El tema de fondo de la película es la artificialidad de cualquier comunidad humana y del amor como único elemento real y natural. El amor es lo único que puede alejar al ser humano de la ambición desmedida y del ansia de poder. Aquellos personajes capaces de amar son los que salen mejor parados, por más que sus acciones hayan sido despiadadas y egoístas. El tiempo no perdonará a aquellos que no hayan amado y ni toda la crueldad que provocan el dinero y el poder podrán acabar con la fuerza incontrolable del amor. La base del concepto, aunque algo azucarada, es potente, y no desentona en una película en la que las ideas están comprimidas hasta el punto de no caber en la pantalla. Es probable que hay muchas más lecturas sobre el mensaje que pretende lanzar el director. Es posible que no haya ningún mensaje. Pero es fácil creer que el único vínculo con la vida real que le queda a Coppola es el amor que siente por sus seres queridos y por el cine. No en vano, un par de familiares del cineasta aparecen en la película (Talia Shire, Jason Schwartzman) y cuesta no imaginar a Francis concibiendo el papel protagonista de César Catilina para su sobrino Nicolas Cage. Con todo el respeto para Driver, hubiese sido una decisión abismal que hubiera elevado la excentricidad de la película todavía más. Puede que la edad de Cage haya sido un impedimento, pero ya hace años que Coppola ideó la película, y seguro que ha habido alguna conversación en alguna cena de Navidad.
La dirección y la puesta en escena (un contexto futurístico basado en la Antigua Roma), son de un barroquismo visual que el autor de este texto no había visto desde Speed Racer (Lana y lilly Wachowsky). Las interpretaciones de un elenco amplísimo están pasadísimas de vueltas y se exprime al máximo a interpretes tan histriónicos como Adam Driver o Shia LeBeouf. Los diálogos buscan una trascendencia y un calado que los hacen coquetear con la parodia y los recursos visuales son injustificados e injustificables (planos holandeses, pantallas partidas, imágenes de archivo, CGI a kilos…).
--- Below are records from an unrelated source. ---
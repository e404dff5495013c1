//! Error types for wire format operations.

use std::fmt;

use bitstream::BitError;

/// Result type for wire format operations.
pub type WireResult<T> = Result<T, DecodeError>;

/// High-level decode errors for access message framing.
#[derive(Debug, Clone, PartialEq, Eq)]
#[non_exhaustive]
pub enum DecodeError {
    /// Message contains no opcode at all.
    EmptyMessage,

    /// First opcode octet is reserved for future use.
    ReservedOpcode { octet: u8 },

    /// Message ends before the multi-octet opcode is complete.
    TruncatedOpcode { needed: usize, available: usize },

    /// Limits exceeded.
    LimitsExceeded {
        kind: LimitKind,
        limit: usize,
        actual: usize,
    },
}

/// Specific wire limits that can be exceeded.
#[derive(Debug, Clone, Copy, PartialEq, Eq)]
#[non_exhaustive]
pub enum LimitKind {
    MessageBytes,
}

/// Errors that can occur during encoding.
#[derive(Debug, Clone, PartialEq, Eq)]
pub enum EncodeError {
    /// The message buffer cannot hold the write.
    BufferTooSmall { needed: usize, available: usize },

    /// Any other byte-level failure.
    Bitstream(BitError),
}

impl fmt::Display for DecodeError {
    fn fmt(&self, f: &mut fmt::Formatter<'_>) -> fmt::Result {
        match self {
            Self::EmptyMessage => write!(f, "empty message: no opcode present"),
            Self::ReservedOpcode { octet } => {
                write!(f, "reserved opcode octet: 0x{octet:02X}")
            }
            Self::TruncatedOpcode { needed, available } => {
                write!(
                    f,
                    "truncated opcode: need {needed} bytes, have {available}"
                )
            }
            Self::LimitsExceeded {
                kind,
                limit,
                actual,
            } => {
                write!(f, "{kind} limit exceeded: {actual} > {limit}")
            }
        }
    }
}

impl fmt::Display for LimitKind {
    fn fmt(&self, f: &mut fmt::Formatter<'_>) -> fmt::Result {
        let name = match self {
            Self::MessageBytes => "message bytes",
        };
        write!(f, "{name}")
    }
}

impl fmt::Display for EncodeError {
    fn fmt(&self, f: &mut fmt::Formatter<'_>) -> fmt::Result {
        match self {
            Self::BufferTooSmall { needed, available } => {
                write!(f, "buffer too small: need {needed}, have {available}")
            }
            Self::Bitstream(err) => write!(f, "bitstream error: {err}"),
        }
    }
}

impl From<BitError> for EncodeError {
    fn from(err: BitError) -> Self {
        match err {
            BitError::BufferOverflow {
                attempted,
                capacity,
            } => Self::BufferTooSmall {
                needed: attempted,
                available: capacity,
            },
            other => Self::Bitstream(other),
        }
    }
}

impl std::error::Error for DecodeError {}

impl std::error::Error for EncodeError {}
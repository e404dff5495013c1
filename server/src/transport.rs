//! Message context and the outbound transport seam.

use wire::{Limits, OutboundMessage, TRANS_MIC_SIZE};

use crate::error::SendError;

/// Sentinel TTL asking the network layer to use its configured default.
pub const TTL_DEFAULT: u8 = 0xFF;

/// Addressing information that travels with an access message.
#[derive(Debug, Clone, Copy, PartialEq, Eq, Hash)]
pub struct MessageContext {
    /// Network key index.
    pub net_idx: u16,
    /// Application key index.
    pub app_idx: u16,
    /// Remote address (source of a request, destination of a reply).
    pub addr: u16,
    /// Destination address of the received message.
    pub recv_dst: u16,
    /// TTL of the received message.
    pub recv_ttl: u8,
    /// TTL to use when sending.
    pub send_ttl: u8,
}

impl MessageContext {
    /// Creates a context for a message exchanged with `addr`.
    #[must_use]
    pub const fn new(net_idx: u16, app_idx: u16, addr: u16) -> Self {
        Self {
            net_idx,
            app_idx,
            addr,
            recv_dst: 0,
            recv_ttl: 0,
            send_ttl: TTL_DEFAULT,
        }
    }

    /// Derives the context for replying to the message this context arrived with.
    ///
    /// Replies use the same keys, go back to the sender, and leave the TTL to
    /// the network default.
    #[must_use]
    pub const fn reply(&self) -> Self {
        Self {
            net_idx: self.net_idx,
            app_idx: self.app_idx,
            addr: self.addr,
            recv_dst: 0,
            recv_ttl: 0,
            send_ttl: TTL_DEFAULT,
        }
    }
}

/// Hands finished messages to the lower layers.
pub trait Transport {
    /// Sends `message` to the destination in `ctx`.
    fn send(&mut self, ctx: &MessageContext, message: OutboundMessage) -> Result<(), SendError>;
}

/// A message accepted by [`BufferedTransport`].
#[derive(Debug, Clone, PartialEq, Eq)]
pub struct SentMessage {
    pub ctx: MessageContext,
    pub message: OutboundMessage,
}

/// In-memory transport that queues accepted messages.
///
/// Applies the same admission checks as the real lower transport: the
/// TransMIC must fit behind the payload and the message must fit in one
/// access payload.
#[derive(Debug, Default)]
pub struct BufferedTransport {
    limits: Limits,
    sent: Vec<SentMessage>,
    failure: Option<SendError>,
}

impl BufferedTransport {
    #[must_use]
    pub fn new(limits: Limits) -> Self {
        Self {
            limits,
            sent: Vec::new(),
            failure: None,
        }
    }

    /// Makes every subsequent send fail with `err` until cleared.
    pub fn fail_with(&mut self, err: SendError) {
        self.failure = Some(err);
    }

    /// Clears an injected failure.
    pub fn clear_failure(&mut self) {
        self.failure = None;
    }

    /// Returns the accepted messages, oldest first.
    #[must_use]
    pub fn sent(&self) -> &[SentMessage] {
        &self.sent
    }

    /// Returns the most recently accepted message.
    #[must_use]
    pub fn last(&self) -> Option<&SentMessage> {
        self.sent.last()
    }

    /// Removes and returns the accepted messages.
    pub fn take_sent(&mut self) -> Vec<SentMessage> {
        std::mem::take(&mut self.sent)
    }
}

impl Transport for BufferedTransport {
    fn send(&mut self, ctx: &MessageContext, message: OutboundMessage) -> Result<(), SendError> {
        if let Some(err) = &self.failure {
            return Err(err.clone());
        }
        if !message.has_mic_room() {
            return Err(SendError::InsufficientTailroom {
                needed: TRANS_MIC_SIZE,
                available: message.tailroom(),
            });
        }
        if message.len() > self.limits.max_message_bytes {
            return Err(SendError::MessageTooLarge {
                len: message.len(),
                limit: self.limits.max_message_bytes,
            });
        }
        self.sent.push(SentMessage { ctx: *ctx, message });
        Ok(())
    }
}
Con todo esto, Megalopolis no es para todo el mundo, pero es una experiencia incomparable con nada que se haya hecho jamás. Resulta extrañamente difícil escribir sobre ella porque su atractivo nace de unas decisiones incomprensibles y todo aquello que se puede alabar de ella es muy criticable a nivel lógico. Es una película que no se puede contener en un texto porque es una película que no se puede contener en una película. Cuesta saber si estamos ante el delirio de un anciano disociativo o ante una obra visionaria y adelantada a su tiempo. Probablemente sea la primera, pero si uno la ve con la mente abierta, es probable que encuentre algo de belleza en toda esta megalomanía.